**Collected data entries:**

//! Log decoding: `eth_getLogs` / `eth_subscribe` log objects → [`RawEvent`].

use alloy_dyn_abi::EventExt;
use alloy_json_abi::Event;
use alloy_primitives::B256;
use serde::{Deserialize, Serialize};

use memoindex_core::error::IngestError;
use memoindex_core::types::{EventArgs, HistoricalEvent, LiveEvent, LogLocation, RawEvent};

/// A log object as returned by the node.
#[derive(Debug, Clone, Serialize, Deserialize)]
#[serde(rename_all = "camelCase")]
pub struct RpcLog {
    pub address: String,
    pub topics: Vec<String>,
    pub data: String,
    /// `None` for pending logs.
    pub block_number: Option<String>,
    pub transaction_hash: Option<String>,
    pub log_index: Option<String>,
    #[serde(default)]
    pub removed: bool,
}

impl RpcLog {
    fn location(&self) -> Result<LogLocation, IngestError> {
        let block_number = self
            .block_number
            .as_deref()
            .and_then(parse_hex_u64)
            .ok_or_else(|| IngestError::Normalize("log has no block number".into()))?;
        let transaction_hash = self
            .transaction_hash
            .clone()
            .ok_or_else(|| IngestError::Normalize("log has no transaction hash".into()))?;
        Ok(LogLocation {
            block_number,
            transaction_hash,
        })
    }

    /// Decode into the historical envelope.
    pub fn to_historical(&self, event: &Event) -> Result<RawEvent, IngestError> {
        let args = decode_args(event, self)?;
        let loc = self.location()?;
        Ok(RawEvent::Historical(HistoricalEvent {
            args,
            block_number: loc.block_number,
            transaction_hash: loc.transaction_hash,
        }))
    }

    /// Decode into the live envelope.
    pub fn to_live(&self, event: &Event) -> Result<RawEvent, IngestError> {
        let args = decode_args(event, self)?;
        let log = self.location()?;
        Ok(RawEvent::Live(LiveEvent { args, log }))
    }
}

/// Decode a log's topics and data into positional arguments, in ABI
/// declaration order (indexed and non-indexed inputs interleaved).
pub fn decode_args(event: &Event, log: &RpcLog) -> Result<EventArgs, IngestError> {
    let topics = log
        .topics
        .iter()
        .map(|t| t.parse::<B256>())
        .collect::<Result<Vec<_>, _>>()
        .map_err(|e| IngestError::Normalize(format!("invalid topic: {e}")))?;
    let data = hex::decode(log.data.strip_prefix("0x").unwrap_or(&log.data))
        .map_err(|e| IngestError::Normalize(format!("invalid log data: {e}")))?;

    let decoded = event
        .decode_log_parts(topics, &data, false)
        .map_err(|e| IngestError::Normalize(format!("decode {}: {e}", event.name)))?;

    let mut indexed = decoded.indexed.into_iter();
    let mut body = decoded.body.into_iter();
    event
        .inputs
        .iter()
        .map(|input| {
            let value = if input.indexed { indexed.next() } else { body.next() };
            value.ok_or_else(|| IngestError::Normalize(format!("missing value for {}", input.name)))
        })
        .collect()
}

/// Parse a hex-encoded quantity (with or without `0x`) to u64.
pub fn parse_hex_u64(s: &str) -> Option<u64> {
    u64::from_str_radix(s.strip_prefix("0x").unwrap_or(s), 16).ok()
}

/// Format a block number as a JSON-RPC quantity.
pub fn to_hex_quantity(n: u64) -> String {
    format!("{n:#x}")
}
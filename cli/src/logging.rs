//! Tracing / logging initialisation.

use serde::{Deserialize, Serialize};
use std::collections::BTreeMap;
use tracing_subscriber::{fmt, layer::SubscriberExt, util::SubscriberInitExt, EnvFilter};

/// Log level per component.
#[derive(Debug, Clone, Serialize, Deserialize)]
pub struct LogConfig {
    /// Global default level: "trace" | "debug" | "info" | "warn" | "error"
    #[serde(default = "default_level")]
    pub level: String,
    /// Override per component: crate name → level
    #[serde(default)]
    pub components: BTreeMap<String, String>,
    /// Emit JSON structured logs (true) or human-readable text (false)
    #[serde(default)]
    pub json: bool,
}

fn default_level() -> String {
    "info".to_string()
}

impl Default for LogConfig {
    fn default() -> Self {
        let mut components = BTreeMap::new();
        components.insert("sqlx".to_string(), "warn".to_string());
        Self {
            level: default_level(),
            components,
            json: false,
        }
    }
}

impl LogConfig {
    /// `EnvFilter` directives, e.g. `"info,sqlx=warn"`.
    pub fn directives(&self) -> String {
        let mut directives = self.level.clone();
        for (component, level) in &self.components {
            directives.push_str(&format!(",{}={}", component.replace('-', "_"), level));
        }
        directives
    }
}

/// Initialise tracing once at startup. `RUST_LOG` takes precedence over
/// the configured directives.
pub fn init_tracing(config: &LogConfig) {
    let filter = EnvFilter::try_from_default_env()
        .or_else(|_| EnvFilter::try_new(config.directives()))
        .unwrap_or_else(|_| EnvFilter::new("info"));

    if config.json {
        tracing_subscriber::registry()
            .with(filter)
            .with(fmt::layer().json())
            .init();
    } else {
        tracing_subscriber::registry()
            .with(filter)
            .with(fmt::layer())
            .init();
    }
}
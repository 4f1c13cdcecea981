//! The `RpcTransport` trait: request/response access to a chain node.

use async_trait::async_trait;
use serde::de::DeserializeOwned;
use serde_json::Value;

use super::error::TransportError;
use super::request::{JsonRpcRequest, JsonRpcResponse};

/// An async JSON-RPC transport.
///
/// Implementations must be `Send + Sync` for use across Tokio tasks.
#[async_trait]
pub trait RpcTransport: Send + Sync + 'static {
    /// Send a single JSON-RPC request and return the response.
    async fn send(&self, req: JsonRpcRequest) -> Result<JsonRpcResponse, TransportError>;

    /// Return the transport's identifier (URL or name).
    fn url(&self) -> &str;

    /// Convenience: call a method and deserialize the result.
    async fn call<T: DeserializeOwned + Send>(
        &self,
        id: u64,
        method: &str,
        params: Vec<Value>,
    ) -> Result<T, TransportError> {
        let req = JsonRpcRequest::new(id, method, params);
        let resp = self.send(req).await?;
        let result = resp.into_result().map_err(TransportError::Rpc)?;
        serde_json::from_value(result).map_err(TransportError::Deserialization)
    }
}
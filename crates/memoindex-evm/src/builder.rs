//! Fluent builder API for ingestion configs.
//!
//! # Example
//!
//! ```rust
//! use memoindex_evm::IngestBuilder;
//!
//! let config = IngestBuilder::new()
//!     .event("NewMemo")
//!     .from_block(100)
//!     .max_block_range(2_000)
//!     .live_concurrency(16)
//!     .build_config();
//! assert_eq!(config.default_from_block, 100);
//! ```

use memoindex_core::config::IngestConfig;

/// Fluent builder for `IngestConfig`.
#[derive(Default)]
pub struct IngestBuilder {
    config: IngestConfig,
}

impl IngestBuilder {
    pub fn new() -> Self {
        Self {
            config: IngestConfig::default(),
        }
    }

    /// Set the contract event to ingest.
    pub fn event(mut self, name: impl Into<String>) -> Self {
        self.config.event_name = name.into();
        self
    }

    /// Set the start block used when the descriptor has no `deploymentBlock`.
    pub fn from_block(mut self, block: u64) -> Self {
        self.config.default_from_block = block;
        self
    }

    /// Split historical queries into ranges of at most `blocks` blocks.
    pub fn max_block_range(mut self, blocks: u64) -> Self {
        self.config.max_block_range = Some(blocks);
        self
    }

    /// Set the filter polling interval in milliseconds.
    pub fn poll_interval_ms(mut self, ms: u64) -> Self {
        self.config.poll_interval_ms = ms;
        self
    }

    /// Cap the number of live events handled at once.
    pub fn live_concurrency(mut self, limit: usize) -> Self {
        self.config.live_concurrency = Some(limit);
        self
    }

    /// Build the `IngestConfig`.
    pub fn build_config(self) -> IngestConfig {
        self.config
    }
}
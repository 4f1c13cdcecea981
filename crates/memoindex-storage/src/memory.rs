//! In-memory storage backend.
//!
//! Mirrors the Postgres semantics: unique `tx_hash`, ids assigned in insert
//! order and never reused. All data is lost when the process exits.

use async_trait::async_trait;
use std::collections::HashMap;
use std::sync::{Mutex, MutexGuard, PoisonError};

use memoindex_core::error::IngestError;
use memoindex_core::store::{MemoStore, UpsertOutcome};
use memoindex_core::types::{Memo, MemoRow};

#[derive(Default)]
struct State {
    rows: Vec<MemoRow>,
    by_tx_hash: HashMap<String, i64>,
    last_id: i64,
}

/// In-memory memo storage.
#[derive(Default)]
pub struct InMemoryMemoStore {
    state: Mutex<State>,
}

impl InMemoryMemoStore {
    pub fn new() -> Self {
        Self::default()
    }

    fn state(&self) -> MutexGuard<'_, State> {
        self.state.lock().unwrap_or_else(PoisonError::into_inner)
    }

    /// All rows in id order.
    pub fn rows(&self) -> Vec<MemoRow> {
        self.state().rows.clone()
    }

    /// Look up a row by transaction hash.
    pub fn by_tx_hash(&self, tx_hash: &str) -> Option<MemoRow> {
        let state = self.state();
        let id = *state.by_tx_hash.get(tx_hash)?;
        state.rows.iter().find(|r| r.id == id).cloned()
    }

    /// Number of stored rows.
    pub fn len(&self) -> usize {
        self.state().rows.len()
    }

    /// Returns `true` if nothing has been stored.
    pub fn is_empty(&self) -> bool {
        self.len() == 0
    }
}

#[async_trait]
impl MemoStore for InMemoryMemoStore {
    async fn init_schema(&self) -> Result<(), IngestError> {
        tracing::debug!("in-memory memo store ready");
        Ok(())
    }

    async fn upsert_memo(&self, memo: &Memo) -> Result<UpsertOutcome, IngestError> {
        let mut state = self.state();
        if state.by_tx_hash.contains_key(&memo.tx_hash) {
            return Ok(UpsertOutcome::Duplicate);
        }
        state.last_id += 1;
        let id = state.last_id;
        state.by_tx_hash.insert(memo.tx_hash.clone(), id);
        state.rows.push(MemoRow {
            id,
            memo: memo.clone(),
        });
        Ok(UpsertOutcome::Inserted { id })
    }

    async fn recent_memos(&self, limit: u32) -> Result<Vec<MemoRow>, IngestError> {
        Ok(self
            .state()
            .rows
            .iter()
            .rev()
            .take(limit as usize)
            .cloned()
            .collect())
    }

    async fn memo_count(&self) -> Result<u64, IngestError> {
        Ok(self.state().rows.len() as u64)
    }
}

#[cfg(test)]
mod tests {
    use super::*;
    use chrono::DateTime;

    fn memo(tx: u8, name: &str, block: u64) -> Memo {
        Memo {
            sender_address: "0x0000000000000000000000000000000000000001".into(),
            name: name.into(),
            message: "gm".into(),
            timestamp: DateTime::from_timestamp(1_700_000_000, 0).unwrap(),
            block_number: block,
            tx_hash: format!("0x{}", hex_byte(tx).repeat(32)),
        }
    }

    fn hex_byte(b: u8) -> String {
        format!("{b:02x}")
    }

    #[tokio::test]
    async fn duplicate_tx_hash_keeps_first_write() {
        let store = InMemoryMemoStore::new();
        store.init_schema().await.unwrap();

        let first = store.upsert_memo(&memo(1, "alice", 10)).await.unwrap();
        assert_eq!(first, UpsertOutcome::Inserted { id: 1 });

        let again = store.upsert_memo(&memo(1, "alice", 10)).await.unwrap();
        let changed = store.upsert_memo(&memo(1, "mallory", 11)).await.unwrap();
        assert_eq!(again, UpsertOutcome::Duplicate);
        assert!(!changed.is_inserted());

        assert_eq!(store.len(), 1);
        let row = store.by_tx_hash(&memo(1, "", 0).tx_hash).unwrap();
        assert_eq!(row.memo.name, "alice");
        assert_eq!(row.memo.block_number, 10);
    }

    #[tokio::test]
    async fn ids_increase_and_recent_is_newest_first() {
        let store = InMemoryMemoStore::new();
        for (i, block) in [101u64, 103, 104].iter().enumerate() {
            store.upsert_memo(&memo(i as u8, "n", *block)).await.unwrap();
        }

        let ids: Vec<i64> = store.rows().iter().map(|r| r.id).collect();
        assert_eq!(ids, vec![1, 2, 3]);

        let recent = store.recent_memos(2).await.unwrap();
        assert_eq!(recent.len(), 2);
        assert_eq!(recent[0].memo.block_number, 104);
        assert_eq!(recent[1].memo.block_number, 103);
        assert_eq!(store.memo_count().await.unwrap(), 3);
    }
}
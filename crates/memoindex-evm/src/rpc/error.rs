//! Transport-level error types.

use thiserror::Error;

use memoindex_core::error::IngestError;

use super::request::JsonRpcError;

/// Errors that can occur during an RPC transport operation.
#[derive(Debug, Error)]
pub enum TransportError {
    /// HTTP request failed (connection refused, timeout, etc.).
    #[error("HTTP error: {0}")]
    Http(String),

    /// WebSocket connection/send/receive error.
    #[error("WebSocket error: {0}")]
    WebSocket(String),

    /// JSON-RPC protocol-level error returned by the node.
    #[error("RPC error {}: {}", .0.code, .0.message)]
    Rpc(JsonRpcError),

    /// Response could not be deserialized.
    #[error("Deserialization error: {0}")]
    Deserialization(#[from] serde_json::Error),
}

impl From<TransportError> for IngestError {
    fn from(e: TransportError) -> Self {
        IngestError::Rpc(e.to_string())
    }
}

**EXERCISE GOAL:** Output the lines of the records above exactly as they appear, from the line containing "async fn send(&self, req: JsonRpcRequest)" through the line containing "Fluent builder for".

**RESULT:**
    async fn send(&self, req: JsonRpcRequest) -> Result<JsonRpcResponse, TransportError>;

    /// Return the transport's identifier (URL or name).
    fn url(&self) -> &str;

    /// Convenience: call a method and deserialize the result.
    async fn call<T: DeserializeOwned + Send>(
        &self,
        id: u64,
        method: &str,
        params: Vec<Value>,
    ) -> Result<T, TransportError> {
        let req = JsonRpcRequest::new(id, method, params);
        let resp = self.send(req).await?;
        let result = resp.into_result().map_err(TransportError::Rpc)?;
        serde_json::from_value(result).map_err(TransportError::Deserialization)
    }
}
filename crates/memoindex-evm/src/builder.rs
//! Fluent builder API for ingestion configs.
//!
//! # Example
//!
//! ```rust
//! use memoindex_evm::IngestBuilder;
//!
//! let config = IngestBuilder::new()
//!     .event("NewMemo")
//!     .from_block(100)
//!     .max_block_range(2_000)
//!     .live_concurrency(16)
//!     .build_config();
//! assert_eq!(config.default_from_block, 100);
//! ```

use memoindex_core::config::IngestConfig;

/// Fluent builder for `IngestConfig`.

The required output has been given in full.